## Records supplied
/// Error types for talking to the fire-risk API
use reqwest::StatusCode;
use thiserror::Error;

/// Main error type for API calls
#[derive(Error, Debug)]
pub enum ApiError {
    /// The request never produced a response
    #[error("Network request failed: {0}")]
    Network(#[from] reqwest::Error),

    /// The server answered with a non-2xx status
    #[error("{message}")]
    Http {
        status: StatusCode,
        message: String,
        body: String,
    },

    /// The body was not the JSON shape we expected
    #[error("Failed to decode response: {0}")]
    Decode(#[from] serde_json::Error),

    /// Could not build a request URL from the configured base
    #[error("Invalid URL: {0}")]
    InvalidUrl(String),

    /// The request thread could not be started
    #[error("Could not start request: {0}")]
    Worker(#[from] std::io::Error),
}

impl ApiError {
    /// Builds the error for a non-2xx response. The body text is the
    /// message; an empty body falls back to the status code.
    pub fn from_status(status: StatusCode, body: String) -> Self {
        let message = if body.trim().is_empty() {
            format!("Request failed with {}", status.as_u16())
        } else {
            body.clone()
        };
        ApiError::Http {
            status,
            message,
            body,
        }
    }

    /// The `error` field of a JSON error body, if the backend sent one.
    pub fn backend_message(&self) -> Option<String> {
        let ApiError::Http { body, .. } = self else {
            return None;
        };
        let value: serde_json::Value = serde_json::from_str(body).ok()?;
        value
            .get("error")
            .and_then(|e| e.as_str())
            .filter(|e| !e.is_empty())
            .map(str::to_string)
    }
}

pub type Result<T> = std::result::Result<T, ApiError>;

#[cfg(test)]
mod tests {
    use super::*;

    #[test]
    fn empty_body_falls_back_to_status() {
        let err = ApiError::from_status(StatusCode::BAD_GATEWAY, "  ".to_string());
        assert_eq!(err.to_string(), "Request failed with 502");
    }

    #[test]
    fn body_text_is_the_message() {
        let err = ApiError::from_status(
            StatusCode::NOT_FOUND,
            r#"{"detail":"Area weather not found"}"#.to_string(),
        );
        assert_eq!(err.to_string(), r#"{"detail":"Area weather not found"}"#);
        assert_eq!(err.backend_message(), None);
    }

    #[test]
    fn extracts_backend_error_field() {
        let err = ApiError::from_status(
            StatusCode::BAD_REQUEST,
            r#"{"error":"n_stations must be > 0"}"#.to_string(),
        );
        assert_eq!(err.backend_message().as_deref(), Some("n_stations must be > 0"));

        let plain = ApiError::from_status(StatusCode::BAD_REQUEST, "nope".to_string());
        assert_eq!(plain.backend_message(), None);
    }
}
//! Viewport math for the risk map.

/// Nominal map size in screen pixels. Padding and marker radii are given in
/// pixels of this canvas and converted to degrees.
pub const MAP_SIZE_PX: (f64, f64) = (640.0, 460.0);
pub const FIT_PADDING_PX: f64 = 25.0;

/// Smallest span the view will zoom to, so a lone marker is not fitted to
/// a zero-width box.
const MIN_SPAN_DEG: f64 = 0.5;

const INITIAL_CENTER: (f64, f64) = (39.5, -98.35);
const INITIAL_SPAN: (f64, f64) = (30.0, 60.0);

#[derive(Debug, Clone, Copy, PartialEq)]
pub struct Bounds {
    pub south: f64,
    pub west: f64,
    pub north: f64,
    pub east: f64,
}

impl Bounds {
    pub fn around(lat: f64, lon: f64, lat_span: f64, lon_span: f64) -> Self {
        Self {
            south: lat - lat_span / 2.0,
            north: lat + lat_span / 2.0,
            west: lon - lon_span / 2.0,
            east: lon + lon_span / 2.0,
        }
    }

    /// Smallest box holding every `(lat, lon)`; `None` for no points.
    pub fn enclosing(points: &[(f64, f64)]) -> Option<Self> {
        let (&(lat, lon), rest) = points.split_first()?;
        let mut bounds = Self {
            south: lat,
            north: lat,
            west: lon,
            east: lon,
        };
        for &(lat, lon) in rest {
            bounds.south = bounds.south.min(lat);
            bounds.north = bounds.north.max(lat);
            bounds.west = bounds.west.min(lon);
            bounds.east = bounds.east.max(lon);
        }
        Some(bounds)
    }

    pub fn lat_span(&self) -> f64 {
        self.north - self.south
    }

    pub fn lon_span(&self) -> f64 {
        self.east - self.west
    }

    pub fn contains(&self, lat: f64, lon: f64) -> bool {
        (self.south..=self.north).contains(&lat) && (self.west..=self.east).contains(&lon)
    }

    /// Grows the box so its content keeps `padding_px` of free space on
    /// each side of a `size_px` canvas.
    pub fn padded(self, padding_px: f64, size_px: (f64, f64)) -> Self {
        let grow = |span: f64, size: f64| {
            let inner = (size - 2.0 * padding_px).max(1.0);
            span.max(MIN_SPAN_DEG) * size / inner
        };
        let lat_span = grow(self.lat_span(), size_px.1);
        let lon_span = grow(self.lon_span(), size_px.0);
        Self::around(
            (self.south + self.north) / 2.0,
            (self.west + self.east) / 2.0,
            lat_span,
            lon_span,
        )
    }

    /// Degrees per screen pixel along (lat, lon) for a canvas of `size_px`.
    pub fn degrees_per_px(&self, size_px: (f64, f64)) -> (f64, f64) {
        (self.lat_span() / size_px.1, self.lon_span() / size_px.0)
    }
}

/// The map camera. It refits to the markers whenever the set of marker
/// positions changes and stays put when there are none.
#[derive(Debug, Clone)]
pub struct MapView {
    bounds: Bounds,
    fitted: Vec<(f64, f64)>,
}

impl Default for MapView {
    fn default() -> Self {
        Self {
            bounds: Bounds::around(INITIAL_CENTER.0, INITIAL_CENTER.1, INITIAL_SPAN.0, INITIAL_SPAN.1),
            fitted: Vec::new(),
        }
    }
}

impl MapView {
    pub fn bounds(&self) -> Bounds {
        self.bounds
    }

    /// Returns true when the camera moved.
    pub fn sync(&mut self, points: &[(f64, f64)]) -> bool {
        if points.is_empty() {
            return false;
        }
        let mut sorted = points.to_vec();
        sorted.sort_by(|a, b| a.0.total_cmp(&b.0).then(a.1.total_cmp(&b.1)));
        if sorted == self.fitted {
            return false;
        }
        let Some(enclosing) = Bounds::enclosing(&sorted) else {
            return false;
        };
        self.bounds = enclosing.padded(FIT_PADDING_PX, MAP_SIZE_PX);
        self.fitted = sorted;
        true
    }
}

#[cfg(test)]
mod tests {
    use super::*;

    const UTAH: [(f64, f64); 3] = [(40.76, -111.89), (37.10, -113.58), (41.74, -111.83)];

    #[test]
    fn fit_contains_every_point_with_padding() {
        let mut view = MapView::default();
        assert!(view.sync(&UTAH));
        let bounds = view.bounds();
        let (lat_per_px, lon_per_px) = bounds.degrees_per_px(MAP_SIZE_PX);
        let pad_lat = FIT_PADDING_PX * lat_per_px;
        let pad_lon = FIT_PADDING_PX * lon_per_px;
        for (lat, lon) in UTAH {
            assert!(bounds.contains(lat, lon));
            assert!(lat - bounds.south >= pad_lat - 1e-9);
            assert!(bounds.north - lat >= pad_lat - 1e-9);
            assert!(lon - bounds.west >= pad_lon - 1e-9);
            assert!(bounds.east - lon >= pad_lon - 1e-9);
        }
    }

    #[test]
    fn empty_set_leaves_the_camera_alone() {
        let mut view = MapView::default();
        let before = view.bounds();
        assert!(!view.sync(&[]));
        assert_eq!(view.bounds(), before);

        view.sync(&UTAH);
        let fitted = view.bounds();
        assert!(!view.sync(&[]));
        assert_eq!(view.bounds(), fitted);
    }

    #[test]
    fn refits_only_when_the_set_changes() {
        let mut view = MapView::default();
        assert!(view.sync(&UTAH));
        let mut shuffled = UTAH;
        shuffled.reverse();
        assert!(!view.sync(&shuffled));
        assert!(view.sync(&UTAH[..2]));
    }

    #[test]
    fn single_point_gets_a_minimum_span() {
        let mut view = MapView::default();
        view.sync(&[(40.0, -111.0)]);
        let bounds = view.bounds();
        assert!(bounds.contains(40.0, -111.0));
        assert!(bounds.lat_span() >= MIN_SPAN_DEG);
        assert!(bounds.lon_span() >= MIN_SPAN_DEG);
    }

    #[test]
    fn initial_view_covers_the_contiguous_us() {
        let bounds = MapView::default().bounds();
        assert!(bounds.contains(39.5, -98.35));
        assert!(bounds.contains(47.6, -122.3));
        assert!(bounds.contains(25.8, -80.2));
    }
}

## Requirement
Nothing but a number should be given: how many lines in the listing hold the word "before".

## Answer to the exercise
2